Post operative care, advice and physiotherapy for a lumbar artificial disc replacement are essentially the same as for a microdiscectomy.


Anterior lumbar inter-body fusion

Anterior lumbar fusion or disc arthroplasty requires a cut through the lower abdomen. This is usually a horizontal incision, half way between the belly and the pubic area. The average incision is four to five centimetres long.

The abdominal contents are moved to the side, which exposes the front portion of the lumbar disc. A complete discectomy is performed back to the lumbar sacral nerve roots. The disc space is then filled with either a plastic cage, with artificial bone and bone graft.

If a disc replacement is used for younger patients the artificial disc is placed into the space where the normal disc has been removed.

The great advantage of anterior lumbar spine surgery is that there is less pain compared to posterior surgery. When operating through the abdomen it is surprising that no muscles are cut; they are separated to expose the front portion of the disc.

In contrast, posterior surgery requires muscles be peeled off the bone, even in minimally invasive endoscopic spine surgery.

After anterior surgery, patients remain in hospital for three to four nights. After posterior fusion operations they tend to remain in hospital for six to eight nights.

The disadvantage in anterior lumbar fusion surgery is that access to the nerve roots is more difficult. It is generally a procedure to treat back pain rather than a procedure to decompress nerves.

There are potential complications to the anterior lumbar exposure.



Injury to major blood vessels

There are major arteries and veins in front of the lumbar spine. The aorta and the inferior vena cava – the vein which delivers venous blood back to the heart – divide over the two lower vertebrae.
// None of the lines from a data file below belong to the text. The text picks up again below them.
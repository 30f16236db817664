//! Thin wrapper types that turn an easy-to-forget ordering requirement into
//! something the type system tracks: a reply carrying a term bump or cast
//! vote must not go out until that mutation is durable.

/// Wraps a value that must not be sent out until the metadata mutation that
/// produced it (a term bump, a cast vote) has been durably persisted. The
/// only way to get at the inner value is `persisted()`, which is meant to be
/// called immediately after the corresponding `PersistentState` write
/// completes — there is no way to verify that mechanically, so this is a
/// documentation device as much as a type-level one.
pub struct MustPersistMetadata<T> {
	inner: T,
}

impl<T> MustPersistMetadata<T> {
	pub fn new(inner: T) -> Self {
		MustPersistMetadata { inner }
	}

	pub fn persisted(self) -> T {
		self.inner
	}
}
These vessels need to be dissected off the vertebra to expose the disc. For this reason, Dr Steel asks a vascular surgeon to perform the exposure. This minimises the risk of damage or injury to the blood vessels. 



On the front or side of the spine there is a pair of nerves called the sympathetictrunk. These do not supply any movement or feeling to the legs but they supply the skin of the legs, making the skin sweat and the blood vessels constrict.

Blood vessel constriction makes the skin cool and pale. Cutting a sympathetic trunk (called a sympathectomy) can result in a warm and dry leg.

For patients with extensive mid-lumbar dissection there is a small chance of developing a warm and dry leg.

This can also result in excessive sweating in the leg. However, it is unusual to see this complication when performing surgery at the L5/S1 or L4/5 levels.



Retrograde ejaculation

For males, another risk when exposing the L5/S1 disc is a condition known as retrograde ejaculation. There are small nerves in front of the L5/S1 disc that facilitate sperm being expelled from the penis.

By dissecting over the disc space, this may interfere with the valve action co-ordinating sperm to pass through the urethra. As a result, sperm may travel into the bladder.

The sensation of ejaculation is largely the same but it can impede conception. Fortunately, retrograde ejaculation happens in less than a few percent of cases and tends to resolve over time (a few months to a year), as these nerves do not control erection.



Special techniques

Dr Steel also performs lumbar decompression and fusion using a specialised minimally invasive technique in most cases. The aim is to reduce disruption to the normal tissues and allow a more rapid return to normal function.

Dr Steel uses much smaller exposures in minimally invasive spine surgery than in traditional spine surgery. The goals of the surgery remain the same – i.e. to decompress the affected nerves and spinal cord and to fuse or replace arthritic and painful joints.

Because of the inaccessibility of the spine, traditional spine operations involve exposing and pulling back skin, muscles and ligaments. This retraction can hamper recovery by causing pain and swelling.

Minimally invasive spine procedures require less exposure and retraction in order to conduct the surgery. Minimally invasive spine fusions allow surgeons to place titanium hardware through a narrow path that is created by separating muscles rather than cutting and retracting.